【8月2日 AFP】ロシアのビタリー・ムトコ(Vitaly Mutko)スポーツ相は1日、ドーピング違反に対する一連の制裁がすべての国に適応されないのであれば、スポーツ界は「迷走」することになるとの見解を示した。世界反ドーピング機関(WADA)の独立調査官を務めたカナダ人法学者のリチャード・マクラーレン(Richard McLaren)氏による報告書で、国家ぐるみの組織的なドーピング行為を指摘されたロシアは、不公平な扱いを受けていると反発している。

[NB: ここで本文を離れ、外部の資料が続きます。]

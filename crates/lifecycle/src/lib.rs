//! DealBridge Proposal Lifecycle Engine
//!
//! The state machine at the core of the marketplace: validation,
//! permission resolution, workflow transitions with an append-only audit
//! trail, CRUD orchestration, and admin operations.

pub mod admin;
pub mod permissions;
pub mod proposals;
pub mod validation;
pub mod workflow;

pub use admin::{AdminOperations, BatchOutcome, PendingReview, PendingReviewPage, Statistics};
pub use permissions::{Capabilities, DenyAllNda, NdaGate, PermissionResolver};
pub use proposals::{DeleteOutcome, ProposalPage, ProposalService};
pub use validation::{check_completeness, validate_transition, CompletenessReport};
pub use workflow::{TransitionCheck, WorkflowEngine};
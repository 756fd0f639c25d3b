use chrono::{DateTime, Utc};
use serde::{Deserialize, Serialize};

/// A news article as served to the frontend.
///
/// This is a transient shape recomputed from upstream data on every request;
/// nothing here is persisted. Field names follow the wire contract the
/// frontend already consumes (`imageUrl` included).
#[derive(Debug, Clone, PartialEq, Serialize, Deserialize)]
pub struct Article {
    pub title: String,
    pub summary: String,
    pub content: String,
    pub date: String,
    pub location: String,
    pub category: String,
    pub priority: String,
    #[serde(rename = "imageUrl")]
    pub image_url: Option<String>,
    pub url: Option<String>,
}

/// A high-risk area row from the `red_zones` table.
///
/// Rows are written by an administrative process outside this service;
/// we only read them. Serializes to a flat JSON object.
#[derive(Debug, Clone, PartialEq, Serialize, Deserialize)]
pub struct RedZone {
    pub id: i64,
    pub name: String,
    pub latitude: f64,
    pub longitude: f64,
    pub severity: String,
    pub description: Option<String>,
    pub created_at: DateTime<Utc>,
}

#[cfg(test)]
mod tests {
    use super::*;
    use chrono::TimeZone;

    #[test]
    fn article_serializes_with_frontend_field_names() {
        let article = Article {
            title: "X".to_string(),
            summary: String::new(),
            content: String::new(),
            date: "2024-01-01".to_string(),
            location: "Unknown".to_string(),
            category: "safety".to_string(),
            priority: "medium".to_string(),
            image_url: None,
            url: None,
        };

        let value = serde_json::to_value(&article).unwrap();
        assert_eq!(value["title"], "X");
        assert_eq!(value["imageUrl"], serde_json::Value::Null);
        assert!(value.get("image_url").is_none());
    }

    #[test]
    fn red_zone_serializes_flat() {
        let zone = RedZone {
            id: 1,
            name: "Station Road".to_string(),
            latitude: 18.5204,
            longitude: 73.8567,
            severity: "high".to_string(),
            description: None,
            created_at: Utc.with_ymd_and_hms(2024, 1, 1, 0, 0, 0).unwrap(),
        };

        let value = serde_json::to_value(&zone).unwrap();
        let object = value.as_object().unwrap();
        assert!(object.values().all(|v| !v.is_object() && !v.is_array()));
    }
}
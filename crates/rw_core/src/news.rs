use async_trait::async_trait;

use crate::types::Article;
use crate::Result;

/// Anything that can produce the latest batch of articles.
///
/// Implemented by the newsdata.io client; handlers depend on this trait so
/// tests can swap in a canned source.
#[async_trait]
pub trait NewsSource: Send + Sync {
    async fn fetch_latest(&self) -> Result<Vec<Article>>;
}
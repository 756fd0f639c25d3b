use axum::{routing::get, Router};
use std::sync::Arc;
use tower_http::cors::CorsLayer;

pub mod error;
pub mod handlers;
pub mod state;

pub use error::ApiError;
pub use state::AppState;

pub async fn create_app(state: AppState) -> Router {
    let cors = CorsLayer::permissive();

    Router::new()
        .route("/api/news", get(handlers::get_news))
        .route("/api/red_zones", get(handlers::list_red_zones))
        .layer(cors)
        .with_state(Arc::new(state))
}

pub mod prelude {
    pub use crate::AppState;
    pub use rw_core::{Article, Error, RedZone, Result};
}
use axum::http::StatusCode;
use axum::response::{IntoResponse, Response};
use axum::Json;
use serde_json::json;

use rw_core::Error;

/// Boundary wrapper turning the core error taxonomy into HTTP responses.
///
/// Every failure body is `{"error": <message>}`; the status code carries
/// the failure kind.
#[derive(Debug)]
pub struct ApiError(pub Error);

impl From<Error> for ApiError {
    fn from(err: Error) -> Self {
        ApiError(err)
    }
}

impl IntoResponse for ApiError {
    fn into_response(self) -> Response {
        let status = match &self.0 {
            Error::UpstreamUnavailable(_) | Error::UpstreamMalformed(_) => StatusCode::BAD_GATEWAY,
            Error::StorageUnavailable(_) => StatusCode::SERVICE_UNAVAILABLE,
            _ => StatusCode::INTERNAL_SERVER_ERROR,
        };

        tracing::error!(error = %self.0, status = %status, "request failed");
        (status, Json(json!({ "error": self.0.to_string() }))).into_response()
    }
}
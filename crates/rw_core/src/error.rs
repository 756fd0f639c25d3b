use thiserror::Error;

#[derive(Error, Debug)]
pub enum Error {
    #[error("upstream news API unavailable: {0}")]
    UpstreamUnavailable(String),

    #[error("upstream news API returned a malformed response: {0}")]
    UpstreamMalformed(String),

    #[error("storage unavailable: {0}")]
    StorageUnavailable(String),

    #[error("configuration error: {0}")]
    Config(String),

    #[error("IO error: {0}")]
    Io(#[from] std::io::Error),

    #[error("serialization error: {0}")]
    Serialization(#[from] serde_json::Error),
}

impl From<reqwest::Error> for Error {
    fn from(err: reqwest::Error) -> Self {
        if err.is_decode() {
            Error::UpstreamMalformed(err.to_string())
        } else {
            Error::UpstreamUnavailable(err.to_string())
        }
    }
}

pub type Result<T> = std::result::Result<T, Error>;
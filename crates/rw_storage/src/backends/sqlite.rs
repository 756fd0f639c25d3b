use async_trait::async_trait;
use sqlx::sqlite::{SqliteConnectOptions, SqlitePool};
use sqlx::Row;
use std::str::FromStr;

use rw_core::{Error, RedZone, RedZoneStorage, Result};

const MIGRATIONS: &[&str] = &[
    r#"
    CREATE TABLE IF NOT EXISTS red_zones (
        id INTEGER PRIMARY KEY,
        name TEXT NOT NULL,
        latitude REAL NOT NULL,
        longitude REAL NOT NULL,
        severity TEXT NOT NULL,
        description TEXT,
        created_at TEXT NOT NULL
    )
    "#,
    // Add future migrations here
];

#[derive(Debug)]
pub struct SqliteStorage {
    pool: SqlitePool,
}

impl SqliteStorage {
    /// Connect to the database named by `database_url` (e.g.
    /// `sqlite:red_zones.db`), creating the file and schema if missing.
    pub async fn connect(database_url: &str) -> Result<Self> {
        let options = SqliteConnectOptions::from_str(database_url)
            .map_err(|e| Error::Config(format!("invalid database URL '{}': {}", database_url, e)))?
            .create_if_missing(true);

        let pool = SqlitePool::connect_with(options)
            .await
            .map_err(|e| Error::StorageUnavailable(format!("failed to connect: {}", e)))?;

        for (i, migration) in MIGRATIONS.iter().enumerate() {
            sqlx::query(migration)
                .execute(&pool)
                .await
                .map_err(|e| {
                    Error::StorageUnavailable(format!("failed to run migration {}: {}", i, e))
                })?;
        }

        Ok(Self { pool })
    }

    fn zone_from_row(row: &sqlx::sqlite::SqliteRow) -> Result<RedZone> {
        let created_at: String = row.get("created_at");
        let created_at = chrono::DateTime::parse_from_rfc3339(&created_at)
            .map_err(|e| Error::StorageUnavailable(format!("failed to parse created_at: {}", e)))?
            .with_timezone(&chrono::Utc);

        Ok(RedZone {
            id: row.get("id"),
            name: row.get("name"),
            latitude: row.get("latitude"),
            longitude: row.get("longitude"),
            severity: row.get("severity"),
            description: row.get::<Option<String>, _>("description"),
            created_at,
        })
    }
}

#[async_trait]
impl RedZoneStorage for SqliteStorage {
    async fn list_red_zones(&self) -> Result<Vec<RedZone>> {
        let rows = sqlx::query("SELECT * FROM red_zones")
            .fetch_all(&self.pool)
            .await
            .map_err(|e| Error::StorageUnavailable(format!("failed to list red zones: {}", e)))?;

        let mut zones = Vec::with_capacity(rows.len());
        for row in &rows {
            zones.push(Self::zone_from_row(row)?);
        }

        Ok(zones)
    }

    async fn insert_red_zone(&self, zone: &RedZone) -> Result<()> {
        sqlx::query(
            r#"
            INSERT OR REPLACE INTO red_zones
            (id, name, latitude, longitude, severity, description, created_at)
            VALUES (?, ?, ?, ?, ?, ?, ?)
            "#,
        )
        .bind(zone.id)
        .bind(&zone.name)
        .bind(zone.latitude)
        .bind(zone.longitude)
        .bind(&zone.severity)
        .bind(zone.description.as_deref())
        .bind(zone.created_at.to_rfc3339())
        .execute(&self.pool)
        .await
        .map_err(|e| Error::StorageUnavailable(format!("failed to insert red zone: {}", e)))?;

        Ok(())
    }
}
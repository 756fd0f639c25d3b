pub mod memory;

#[cfg(feature = "sqlite")]
pub mod sqlite;

pub use memory::MemoryStorage;

#[cfg(feature = "sqlite")]
pub use sqlite::SqliteStorage;
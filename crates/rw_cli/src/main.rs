use anyhow::Context;
use clap::Parser;
use std::sync::Arc;
use tracing::info;

use rw_news::{NewsClient, NewsClientConfig};
use rw_web::{create_app, AppState};

#[derive(Parser, Debug)]
#[command(author, version, about = "City-safety API: news proxy + red zone reader", long_about = None)]
struct Cli {
    /// Address to listen on
    #[arg(long, default_value = "0.0.0.0:5000")]
    listen: String,
    /// Backing store URL (falls back to DATABASE_URL, then sqlite:red_zones.db)
    #[arg(long)]
    database_url: Option<String>,
}

#[tokio::main]
async fn main() -> anyhow::Result<()> {
    tracing_subscriber::fmt::init();
    let cli = Cli::parse();

    let database_url = cli
        .database_url
        .or_else(|| std::env::var("DATABASE_URL").ok())
        .unwrap_or_else(|| "sqlite:red_zones.db".to_string());

    let api_key = std::env::var("NEWS_API_KEY").context("NEWS_API_KEY must be set")?;
    let mut news_config = NewsClientConfig::new(api_key);
    if let Ok(query) = std::env::var("NEWS_QUERY") {
        news_config = news_config.with_query(query);
    }

    let storage = rw_storage::create_storage(&database_url)
        .await
        .with_context(|| format!("failed to open storage at {}", database_url))?;
    info!("💾 Storage connected ({})", database_url);

    let state = AppState {
        news: Arc::new(NewsClient::new(news_config)),
        red_zones: storage,
    };
    let app = create_app(state).await;

    let listener = tokio::net::TcpListener::bind(&cli.listen)
        .await
        .with_context(|| format!("failed to bind to {}", cli.listen))?;
    info!("🌐 Listening on {}", cli.listen);

    axum::serve(listener, app).await?;

    Ok(())
}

 仏パリ(Paris)で国連教育科学文化機関(ユネスコ、UNESCO)の会合に出席したムトコ氏は、ロシア通信(Ria-Novosti)に対して「(反ドーピング)システムでは、世界中のすべての国に対して公平かつ唯一無二でなければならない。これが達成されれば、ドーピングとの闘いは何らかの決着がつけられるだろう」と語った。

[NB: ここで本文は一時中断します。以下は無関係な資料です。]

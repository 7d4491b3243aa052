//! Property-based tests for the quantified invariants in spec §8: replay
//! determinism, confidence bounds and monotonicity, seq-gaplessness, and
//! parent resolution, exercised over arbitrarily generated event streams
//! rather than the literal fixtures in [`pathway_test_utils::fixtures`].

use pathway_core::{EventId, EventPayload, HeadId, SessionId, StoredEvent};
use pathway_events::compose;
use pathway_test_utils::assertions::{assert_confidence_in_range, assert_parents_resolve, assert_seqs_gapless};
use pathway_test_utils::generators::arb_event_payload;
use proptest::prelude::*;

/// Builds a well-formed (but otherwise arbitrary) event stream: every
/// event's `parent_event_id` either is `None` or names an already-built
/// event in the same stream, so the generator never has to special-case
/// `UnknownParent` — that's the store's job, not the reducers'.
fn arb_event_stream(max_len: usize) -> impl Strategy<Value = Vec<StoredEvent>> {
    proptest::collection::vec(
        (arb_event_payload(), 0usize..3, proptest::option::of(0usize..max_len.max(1))),
        1..=max_len,
    )
    .prop_map(move |specs| {
        use chrono::{TimeZone, Utc};
        let base_ts = Utc.timestamp_opt(1_700_000_000, 0).single().unwrap();
        let heads = ["main", "alt"];
        let mut events: Vec<StoredEvent> = Vec::with_capacity(specs.len());

        for (i, (payload, head_idx, parent_idx)) in specs.into_iter().enumerate() {
            let seq = i as u64 + 1;
            let parent_event_id = parent_idx
                .filter(|&idx| idx < events.len())
                .map(|idx| events[idx].event_id.clone());
            let head_id = HeadId::new(heads[head_idx % heads.len()]);

            let waypoint_id = match &payload {
                EventPayload::WaypointEntered(p) => Some(p.waypoint_id.clone()),
                _ => None,
            };

            events.push(StoredEvent {
                event_id: EventId::new(format!("e{seq}")),
                session_id: SessionId::new("prop"),
                seq,
                kind: payload.kind(),
                ts: base_ts + chrono::Duration::seconds(i as i64),
                actor: pathway_core::Actor::system(),
                head_id,
                parent_event_id,
                waypoint_id,
                payload,
            });
        }
        events
    })
}

proptest! {
    /// Replay determinism (§8): composing the same event stream twice
    /// yields structurally identical `SessionState`s.
    #[test]
    fn compose_is_deterministic(events in arb_event_stream(20)) {
        let first = compose(&events);
        let second = compose(&events);
        prop_assert_eq!(first, second);
    }

    /// Every confidence in the Learned view lies in `[0, 1]`, for any
    /// stream of arbitrary events (§8: "∀ preference/concept/constraint:
    /// confidence ∈ [0,1]").
    #[test]
    fn learned_confidences_stay_in_unit_interval(events in arb_event_stream(20)) {
        let state = compose(&events);
        for entry in state.learned.preferences.values() {
            assert_confidence_in_range(entry.confidence);
        }
        for entry in state.learned.concepts.values() {
            assert_confidence_in_range(entry.confidence);
        }
        for entry in state.learned.constraints.values() {
            assert_confidence_in_range(entry.confidence);
        }
    }

    /// The generator's own invariant (every parent resolves in-stream) and
    /// gapless seqs both survive unchanged through composition: composing
    /// doesn't resequence or drop events.
    #[test]
    fn composed_event_count_matches_input(events in arb_event_stream(20)) {
        assert_seqs_gapless(&events);
        assert_parents_resolve(&events);
        let state = compose(&events);
        prop_assert_eq!(state.event_count, events.len() as u64);
        prop_assert_eq!(state.latest_seq, events.last().map(|e| e.seq).unwrap_or(0));
    }

    /// Learning monotonicity under positive deltas (§8): a series of
    /// `PreferenceLearned(k, v, +δ)` events on the same key/value yields a
    /// non-decreasing confidence sequence, saturating at `1.0`.
    #[test]
    fn positive_preference_deltas_are_monotonic(deltas in proptest::collection::vec(0.0f64..=1.0, 1..15)) {
        use chrono::{TimeZone, Utc};
        use pathway_core::PreferenceLearnedPayload;

        let base_ts = Utc.timestamp_opt(1_700_000_000, 0).single().unwrap();
        let mut events = Vec::new();
        for (i, delta) in deltas.iter().enumerate() {
            let seq = i as u64 + 1;
            events.push(StoredEvent {
                event_id: EventId::new(format!("e{seq}")),
                session_id: SessionId::new("mono"),
                seq,
                kind: pathway_core::EventKind::PreferenceLearned,
                ts: base_ts + chrono::Duration::seconds(i as i64),
                actor: pathway_core::Actor::system(),
                head_id: HeadId::main(),
                parent_event_id: None,
                waypoint_id: None,
                payload: EventPayload::PreferenceLearned(PreferenceLearnedPayload {
                    key: "k".to_string(),
                    value: "v".to_string(),
                    confidence_delta: *delta,
                }),
            });
        }

        let mut running = 0.0f64;
        let mut prev_confidence = None;
        for event in &events {
            let state = compose(&events[..event.seq as usize]);
            let confidence = state.learned.preferences["k"].confidence;
            running = (running + if let EventPayload::PreferenceLearned(p) = &event.payload { p.confidence_delta } else { 0.0 }).min(1.0);
            prop_assert!((confidence - running).abs() < 1e-9);
            if let Some(prev) = prev_confidence {
                prop_assert!(confidence >= prev, "confidence must be non-decreasing under positive deltas");
            }
            prop_assert!(confidence <= 1.0);
            prev_confidence = Some(confidence);
        }
    }

    /// Backtrack does not decrement learned totals (§8): appending a
    /// `Backtracked` event never shrinks the Learned view's entry count.
    #[test]
    fn backtrack_does_not_shrink_learned_view(events in arb_event_stream(15)) {
        use pathway_core::BacktrackedPayload;

        let before = compose(&events);
        let before_count = before.learned.preferences.len()
            + before.learned.concepts.len()
            + before.learned.constraints.len();

        let Some(first) = events.first() else { return Ok(()); };
        let mut with_backtrack = events.clone();
        let seq = with_backtrack.len() as u64 + 1;
        with_backtrack.push(StoredEvent {
            event_id: EventId::new(format!("e{seq}")),
            session_id: first.session_id.clone(),
            seq,
            kind: pathway_core::EventKind::Backtracked,
            ts: with_backtrack.last().unwrap().ts,
            actor: pathway_core::Actor::system(),
            head_id: with_backtrack.last().unwrap().head_id.clone(),
            parent_event_id: None,
            waypoint_id: None,
            payload: EventPayload::Backtracked(BacktrackedPayload {
                target_event_id: first.event_id.clone(),
                reason: None,
            }),
        });

        let after = compose(&with_backtrack);
        let after_count = after.learned.preferences.len()
            + after.learned.concepts.len()
            + after.learned.constraints.len();

        prop_assert!(after_count >= before_count);
    }
}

「しかし、システムが特定の国に対して一方的に適用されるのであれば、それ以外の国々の要求を満たし、迷走することになる」

 ムトコ氏はまた、政府主導のドーピングを否定しているロシアは激しい批判にさらされながらも、国家として危機を解決に導く「政治的意思」があることを強調すると、選手全員に出場禁止が言い渡された重量挙げに関しては、「重大な手段」に出る可能性を示唆した。

 ロシアは現在、リオデジャネイロ五輪への出場に最後の望みをかけたロシアの各競技連盟からの提訴がCASで審議されている一方で、各競技連盟から出場を推薦された選手に関しては、IOCメンバーが最終判断を下すことになっている。